Task:
For this exercise, output every line of the data as it stands.

Provided data:
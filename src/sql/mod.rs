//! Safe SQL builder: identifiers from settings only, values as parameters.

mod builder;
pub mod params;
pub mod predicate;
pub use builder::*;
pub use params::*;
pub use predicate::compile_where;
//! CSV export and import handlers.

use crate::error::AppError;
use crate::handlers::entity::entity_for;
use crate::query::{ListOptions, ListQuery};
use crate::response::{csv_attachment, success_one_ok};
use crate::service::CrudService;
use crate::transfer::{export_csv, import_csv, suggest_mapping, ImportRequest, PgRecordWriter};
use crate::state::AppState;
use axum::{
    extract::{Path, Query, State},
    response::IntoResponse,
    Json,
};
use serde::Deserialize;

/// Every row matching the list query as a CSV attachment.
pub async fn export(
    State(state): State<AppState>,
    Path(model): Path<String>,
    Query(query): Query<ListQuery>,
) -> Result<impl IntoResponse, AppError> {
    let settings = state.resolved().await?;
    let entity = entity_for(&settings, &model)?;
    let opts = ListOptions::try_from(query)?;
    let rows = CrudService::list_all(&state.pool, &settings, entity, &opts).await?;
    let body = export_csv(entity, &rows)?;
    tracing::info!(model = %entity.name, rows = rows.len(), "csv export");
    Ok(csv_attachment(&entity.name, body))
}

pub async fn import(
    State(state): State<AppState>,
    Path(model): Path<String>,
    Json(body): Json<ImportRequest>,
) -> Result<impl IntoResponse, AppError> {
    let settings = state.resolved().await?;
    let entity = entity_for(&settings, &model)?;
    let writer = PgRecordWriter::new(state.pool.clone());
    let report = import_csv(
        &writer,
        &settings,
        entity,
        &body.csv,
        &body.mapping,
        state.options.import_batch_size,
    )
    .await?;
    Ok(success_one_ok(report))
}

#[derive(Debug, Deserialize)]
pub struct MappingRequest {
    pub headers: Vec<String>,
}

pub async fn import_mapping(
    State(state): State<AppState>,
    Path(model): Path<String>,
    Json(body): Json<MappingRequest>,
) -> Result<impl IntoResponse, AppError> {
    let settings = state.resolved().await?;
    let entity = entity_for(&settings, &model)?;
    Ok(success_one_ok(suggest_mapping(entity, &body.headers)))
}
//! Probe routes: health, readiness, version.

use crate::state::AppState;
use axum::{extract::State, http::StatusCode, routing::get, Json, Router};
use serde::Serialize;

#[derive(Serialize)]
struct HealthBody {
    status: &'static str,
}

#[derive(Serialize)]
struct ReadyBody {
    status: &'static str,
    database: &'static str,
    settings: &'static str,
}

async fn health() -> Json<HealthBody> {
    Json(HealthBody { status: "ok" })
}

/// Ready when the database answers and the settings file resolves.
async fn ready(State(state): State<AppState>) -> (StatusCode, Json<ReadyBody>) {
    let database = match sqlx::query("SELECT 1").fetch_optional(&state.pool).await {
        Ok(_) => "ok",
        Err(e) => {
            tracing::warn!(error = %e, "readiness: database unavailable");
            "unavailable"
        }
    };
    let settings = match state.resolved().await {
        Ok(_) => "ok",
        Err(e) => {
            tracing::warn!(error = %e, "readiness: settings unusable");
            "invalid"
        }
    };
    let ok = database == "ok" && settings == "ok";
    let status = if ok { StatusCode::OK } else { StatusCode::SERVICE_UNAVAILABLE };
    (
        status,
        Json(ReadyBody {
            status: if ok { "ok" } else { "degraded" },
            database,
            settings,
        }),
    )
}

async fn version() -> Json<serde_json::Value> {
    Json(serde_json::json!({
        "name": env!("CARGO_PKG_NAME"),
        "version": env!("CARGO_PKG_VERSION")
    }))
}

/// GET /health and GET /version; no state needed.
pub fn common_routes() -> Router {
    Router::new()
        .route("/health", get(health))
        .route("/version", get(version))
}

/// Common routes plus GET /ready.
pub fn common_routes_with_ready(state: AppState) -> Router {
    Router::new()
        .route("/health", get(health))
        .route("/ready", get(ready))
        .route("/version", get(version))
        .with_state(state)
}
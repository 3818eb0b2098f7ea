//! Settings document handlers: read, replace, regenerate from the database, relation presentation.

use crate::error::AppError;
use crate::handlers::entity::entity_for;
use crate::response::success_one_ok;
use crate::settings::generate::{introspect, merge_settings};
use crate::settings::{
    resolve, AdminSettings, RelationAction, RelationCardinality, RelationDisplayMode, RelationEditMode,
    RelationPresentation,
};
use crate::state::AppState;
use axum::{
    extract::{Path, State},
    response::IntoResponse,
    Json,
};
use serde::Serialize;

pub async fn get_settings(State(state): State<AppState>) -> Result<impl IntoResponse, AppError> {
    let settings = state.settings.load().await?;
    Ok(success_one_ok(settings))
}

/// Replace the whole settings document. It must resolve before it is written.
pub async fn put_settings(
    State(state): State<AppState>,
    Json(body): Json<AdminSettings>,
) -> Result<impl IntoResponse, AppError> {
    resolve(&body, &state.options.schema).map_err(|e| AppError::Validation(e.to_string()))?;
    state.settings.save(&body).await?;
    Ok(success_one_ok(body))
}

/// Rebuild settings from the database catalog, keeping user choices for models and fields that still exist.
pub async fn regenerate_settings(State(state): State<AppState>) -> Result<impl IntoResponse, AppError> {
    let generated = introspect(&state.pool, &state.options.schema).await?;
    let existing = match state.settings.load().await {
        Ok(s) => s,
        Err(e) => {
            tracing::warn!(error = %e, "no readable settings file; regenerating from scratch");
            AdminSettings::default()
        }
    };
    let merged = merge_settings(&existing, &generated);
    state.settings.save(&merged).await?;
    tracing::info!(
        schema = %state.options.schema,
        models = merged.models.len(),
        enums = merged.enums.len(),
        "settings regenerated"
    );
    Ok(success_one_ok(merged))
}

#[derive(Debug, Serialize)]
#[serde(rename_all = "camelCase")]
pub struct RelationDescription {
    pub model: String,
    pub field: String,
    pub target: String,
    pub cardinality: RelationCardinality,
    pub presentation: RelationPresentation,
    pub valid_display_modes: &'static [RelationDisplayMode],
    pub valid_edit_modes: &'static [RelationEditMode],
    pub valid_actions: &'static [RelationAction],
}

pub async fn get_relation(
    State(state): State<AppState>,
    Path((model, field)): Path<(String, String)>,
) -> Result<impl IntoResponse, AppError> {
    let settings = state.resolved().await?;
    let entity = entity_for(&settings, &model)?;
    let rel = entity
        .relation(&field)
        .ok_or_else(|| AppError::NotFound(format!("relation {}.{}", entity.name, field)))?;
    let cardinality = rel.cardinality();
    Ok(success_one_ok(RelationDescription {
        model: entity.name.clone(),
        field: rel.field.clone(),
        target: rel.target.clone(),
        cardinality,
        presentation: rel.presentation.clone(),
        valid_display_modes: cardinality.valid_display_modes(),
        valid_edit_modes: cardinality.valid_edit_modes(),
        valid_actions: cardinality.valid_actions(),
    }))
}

Final answer:
filename src/sql/mod.rs
//! Safe SQL builder: identifiers from settings only, values as parameters.

mod builder;
pub mod params;
pub mod predicate;
pub use builder::*;
pub use params::*;
pub use predicate::compile_where;
//! CSV export and import handlers.

use crate::error::AppError;
use crate::handlers::entity::entity_for;
use crate::query::{ListOptions, ListQuery};
use crate::response::{csv_attachment, success_one_ok};
use crate::service::CrudService;
use crate::transfer::{export_csv, import_csv, suggest_mapping, ImportRequest, PgRecordWriter};
use crate::state::AppState;
use axum::{
    extract::{Path, Query, State},
    response::IntoResponse,
    Json,
};
use serde::Deserialize;

/// Every row matching the list query as a CSV attachment.
pub async fn export(
    State(state): State<AppState>,
    Path(model): Path<String>,
    Query(query): Query<ListQuery>,
) -> Result<impl IntoResponse, AppError> {
    let settings = state.resolved().await?;
    let entity = entity_for(&settings, &model)?;
    let opts = ListOptions::try_from(query)?;
    let rows = CrudService::list_all(&state.pool, &settings, entity, &opts).await?;
    let body = export_csv(entity, &rows)?;
    tracing::info!(model = %entity.name, rows = rows.len(), "csv export");
    Ok(csv_attachment(&entity.name, body))
}

pub async fn import(
    State(state): State<AppState>,
    Path(model): Path<String>,
    Json(body): Json<ImportRequest>,
) -> Result<impl IntoResponse, AppError> {
    let settings = state.resolved().await?;
    let entity = entity_for(&settings, &model)?;
    let writer = PgRecordWriter::new(state.pool.clone());
    let report = import_csv(
        &writer,
        &settings,
        entity,
        &body.csv,
        &body.mapping,
        state.options.import_batch_size,
    )
    .await?;
    Ok(success_one_ok(report))
}

#[derive(Debug, Deserialize)]
pub struct MappingRequest {
    pub headers: Vec<String>,
}

pub async fn import_mapping(
    State(state): State<AppState>,
    Path(model): Path<String>,
    Json(body): Json<MappingRequest>,
) -> Result<impl IntoResponse, AppError> {
    let settings = state.resolved().await?;
    let entity = entity_for(&settings, &model)?;
    Ok(success_one_ok(suggest_mapping(entity, &body.headers)))
}
//! Probe routes: health, readiness, version.

use crate::state::AppState;
use axum::{extract::State, http::StatusCode, routing::get, Json, Router};
use serde::Serialize;

#[derive(Serialize)]
struct HealthBody {
    status: &'static str,
}

#[derive(Serialize)]
struct ReadyBody {
    status: &'static str,
    database: &'static str,
    settings: &'static str,
}

async fn health() -> Json<HealthBody> {
    Json(HealthBody { status: "ok" })
}

/// Ready when the database answers and the settings file resolves.
async fn ready(State(state): State<AppState>) -> (StatusCode, Json<ReadyBody>) {
    let database = match sqlx::query("SELECT 1").fetch_optional(&state.pool).await {
        Ok(_) => "ok",
        Err(e) => {
            tracing::warn!(error = %e, "readiness: database unavailable");
            "unavailable"
        }
    };
    let settings = match state.resolved().await {
        Ok(_) => "ok",
        Err(e) => {
            tracing::warn!(error = %e, "readiness: settings unusable");
            "invalid"
        }
    };
    let ok = database == "ok" && settings == "ok";
    let status = if ok { StatusCode::OK } else { StatusCode::SERVICE_UNAVAILABLE };
    (
        status,
        Json(ReadyBody {
            status: if ok { "ok" } else { "degraded" },
            database,
            settings,
        }),
    )
}

async fn version() -> Json<serde_json::Value> {
    Json(serde_json::json!({
        "name": env!("CARGO_PKG_NAME"),
        "version": env!("CARGO_PKG_VERSION")
    }))
}

/// GET /health and GET /version; no state needed.
pub fn common_routes() -> Router {
    Router::new()
        .route("/health", get(health))
        .route("/version", get(version))
}

/// Common routes plus GET /ready.
pub fn common_routes_with_ready(state: AppState) -> Router {
    Router::new()
        .route("/health", get(health))
        .route("/ready", get(ready))
        .route("/version", get(version))
        .with_state(state)
}
repository 3818eb0b2098f7ea
//! Settings document handlers: read, replace, regenerate from the database, relation presentation.

use crate::error::AppError;
use crate::handlers::entity::entity_for;
use crate::response::success_one_ok;
use crate::settings::generate::{introspect, merge_settings};
use crate::settings::{
    resolve, AdminSettings, RelationAction, RelationCardinality, RelationDisplayMode, RelationEditMode,
    RelationPresentation,
};
use crate::state::AppState;
use axum::{
    extract::{Path, State},
    response::IntoResponse,
    Json,
};
use serde::Serialize;

pub async fn get_settings(State(state): State<AppState>) -> Result<impl IntoResponse, AppError> {
    let settings = state.settings.load().await?;
    Ok(success_one_ok(settings))
}

/// Replace the whole settings document. It must resolve before it is written.
pub async fn put_settings(
    State(state): State<AppState>,
    Json(body): Json<AdminSettings>,
) -> Result<impl IntoResponse, AppError> {
    resolve(&body, &state.options.schema).map_err(|e| AppError::Validation(e.to_string()))?;
    state.settings.save(&body).await?;
    Ok(success_one_ok(body))
}

/// Rebuild settings from the database catalog, keeping user choices for models and fields that still exist.
pub async fn regenerate_settings(State(state): State<AppState>) -> Result<impl IntoResponse, AppError> {
    let generated = introspect(&state.pool, &state.options.schema).await?;
    let existing = match state.settings.load().await {
        Ok(s) => s,
        Err(e) => {
            tracing::warn!(error = %e, "no readable settings file; regenerating from scratch");
            AdminSettings::default()
        }
    };
    let merged = merge_settings(&existing, &generated);
    state.settings.save(&merged).await?;
    tracing::info!(
        schema = %state.options.schema,
        models = merged.models.len(),
        enums = merged.enums.len(),
        "settings regenerated"
    );
    Ok(success_one_ok(merged))
}

#[derive(Debug, Serialize)]
#[serde(rename_all = "camelCase")]
pub struct RelationDescription {
    pub model: String,
    pub field: String,
    pub target: String,
    pub cardinality: RelationCardinality,
    pub presentation: RelationPresentation,
    pub valid_display_modes: &'static [RelationDisplayMode],
    pub valid_edit_modes: &'static [RelationEditMode],
    pub valid_actions: &'static [RelationAction],
}

pub async fn get_relation(
    State(state): State<AppState>,
    Path((model, field)): Path<(String, String)>,
) -> Result<impl IntoResponse, AppError> {
    let settings = state.resolved().await?;
    let entity = entity_for(&settings, &model)?;
    let rel = entity
        .relation(&field)
        .ok_or_else(|| AppError::NotFound(format!("relation {}.{}", entity.name, field)))?;
    let cardinality = rel.cardinality();
    Ok(success_one_ok(RelationDescription {
        model: entity.name.clone(),
        field: rel.field.clone(),
        target: rel.target.clone(),
        cardinality,
        presentation: rel.presentation.clone(),
        valid_display_modes: cardinality.valid_display_modes(),
        valid_edit_modes: cardinality.valid_edit_modes(),
        valid_actions: cardinality.valid_actions(),
    }))
}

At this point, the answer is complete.